Theodorus Johannes Thijssen (Amsterdam, 16 June 1879 – Amsterdam, 23 December 1943) was a Dutch writer, teacher and socialist politician. He is best known for the book Kees de Jongen.

Biography
Theo Thijssen, the oldest child out of six, grew up in the Amsterdam suburb of Jordaan where his father had a small shoe-shop. His family was not wealthy, and after his father died when he was eight they moved and his mother started a grocery where he and his younger brother had to help to get some income for the family. After a tough entrance exam with a scholarship he was allowed on the Rijkskweekschool voor onderwijzers, a college to become a teacher, in Haarlem.

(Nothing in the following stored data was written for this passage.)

//! Media server and library entities (database row mapping).

use chrono::{DateTime, Utc};
use sqlx::FromRow;
use uuid::Uuid;

/// Database row mapping for the media_servers table.
#[derive(Debug, Clone, FromRow)]
pub struct MediaServerEntity {
    pub id: Uuid,
    pub name: String,
    pub server_type: String,
    pub url: String,
    pub api_key: Option<String>,
    pub verified: bool,
    pub created_at: DateTime<Utc>,
}

impl From<MediaServerEntity> for domain::models::MediaServer {
    fn from(entity: MediaServerEntity) -> Self {
        Self {
            id: entity.id,
            name: entity.name,
            server_type: entity.server_type,
            url: entity.url,
            api_key: entity.api_key,
            verified: entity.verified,
            created_at: entity.created_at,
        }
    }
}

/// Database row mapping for the libraries table.
#[derive(Debug, Clone, FromRow)]
pub struct LibraryEntity {
    pub id: Uuid,
    pub server_id: Uuid,
    pub external_id: String,
    pub name: String,
}

impl From<LibraryEntity> for domain::models::Library {
    fn from(entity: LibraryEntity) -> Self {
        Self {
            id: entity.id,
            server_id: entity.server_id,
            external_id: entity.external_id,
            name: entity.name,
        }
    }
}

After his study was completed he became teacher from 1898 until 1921 at several schools in Amsterdam.

In 1905 he and college friend Peter Bol founded the magazine De Nieuwe School in which he wrote a lot of articles with criticism about teaching methods, learning books, read books and child books. He also wrote some fragments about a fantasy rich boy Kees, that would later become his most famous novel Kees de Jongen. In this book he enriched the Dutch language with the word "zwembadpas", a quick way of walking that Kees had developed. This word became so legendary that the Theo Thijssen Museum organized the day of the "zwembadpas".

In 1906 he married Johanna Maria Zeegerman, craft teacher, with whom he had one son. After her death in 1908 he remarried in 1909 with Geertje Dade, with whom he had a daughter and two sons.

In 1921 Thijssen became salaried director of the Dutch Association of Teachers. He also became editor from "De Bode" (a magazine about the working conditions of teachers) and "School en huis" (a magazine about education). In the magazine about education he wrote again about Kees and made it a more ongoing story. This would later become the well-known novel Kees de jongen. Although Thijssen always said the story was fiction there are various similarities with his own childhood.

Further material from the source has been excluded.